The turn of the century also witnessed an influx of Irish immigrants. The northern edge of Fort Greene, a center for the growing Irish community, was dubbed Vinegar Hill, after a tragic last stand in the failed Irish Rebellion of 1798. Many of these Irish immigrants found work in the small factories that grew up along the waterfront and in the new Navy Yard. The completion of the Erie Canal in 1825 produced another burst of industrial and economic expansion. Merchants, mechanics, and manufacturers poured into the growing town. Many came from New England, and public life was soon dominated by these Yankee immigrants. The next 25 years saw the town grow into a city with smoking factories along the river, gas lights illuminating the public streets, a public school system, and an impressive city hall.

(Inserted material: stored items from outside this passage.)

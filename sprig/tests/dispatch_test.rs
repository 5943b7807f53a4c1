//! Dispatch scenarios against isolated applications.

use std::sync::atomic::{AtomicUsize, Ordering};
use std::sync::Arc;

use axum::body::Body;
use bytes::Bytes;
use http::{header, Request, StatusCode};
use rstest::rstest;
use serde_json::{json, Value};
use sprig::app::TEMPLATE_PATH_OPTION;
use sprig::logging::REQUEST_ID_HEADER;
use sprig::{Attr, Context, Entry, Error, HandlerResult, Holder, Keywords, Method, Options};
use tower::ServiceExt;
use uuid::Uuid;

fn call(entry: &Entry, method: &str, uri: &str) -> http::Response<Bytes> {
    entry.call(
        Request::builder()
            .method(method)
            .uri(uri)
            .body(Bytes::new())
            .unwrap(),
    )
}

fn body_text(response: &http::Response<Bytes>) -> String {
    String::from_utf8(response.body().to_vec()).unwrap()
}

fn error_type(response: &http::Response<Bytes>) -> String {
    let body: Value = serde_json::from_slice(response.body()).unwrap();
    body["error"]["type"].as_str().unwrap().to_string()
}

fn person(ctx: &mut Context) -> HandlerResult<String> {
    Ok(format!("Hello {}", ctx.named("name").unwrap_or_default()))
}

#[test]
fn test_hello_named_placeholder() {
    let holder = Holder::new();
    let kw = Keywords::activate(&holder, Options::new(), "svc").unwrap();
    kw.get("/person/:name", person).unwrap();
    let entry = kw.run().unwrap();

    let response = call(&entry, "GET", "/person/Alice");
    assert_eq!(response.status(), StatusCode::OK);
    assert_eq!(body_text(&response), "Hello Alice");
    assert_eq!(
        response.headers()[header::CONTENT_TYPE],
        "text/html; charset=utf-8"
    );
}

Between 1840 and 1845, the population of Brooklyn doubled to nearly 80,000. This marked the first major wave of European immigration that would transform Brooklyn into the third-largest city in the United States by 1860. Irish peasants escaping famine and Germans fleeing the disruption of a failed revolution poured into the city around the middle of the century. In 1855, nearly half of Brooklyn's 205,000 residents were foreign-born; about half were Irish, with the rest evenly divided between Germans and Britons. A second wave of immigration began in the late 1880s. People from Eastern Europe, including Russian Jews, Italians, and Poles, along with a mixture of Swedes, Norwegians, Danes, and Finns, filled the city. More than one million people lived in Brooklyn at the end of the 19th century -- and more than 30% of them were foreign-born.

In 1860, 40% of Brooklyn's wage earners worked in New York City, and ferries carried more than 32 million passengers a year. However, they could not keep up with demand for transport. To ease some of the congestion and link the two great cities, plans to build a bridge were proposed. The New York Bridge Company was founded in 1865 and constructed the Brooklyn Bridge, which opened in 1883. The bridge brought a new wave of people into Brooklyn: immigrants seeking relief from the high rents and small apartments of New York City. The city of Brooklyn expanded to accommodate the new population, eventually swallowing up all of Kings County, and itself being annexed by New York City in 1898.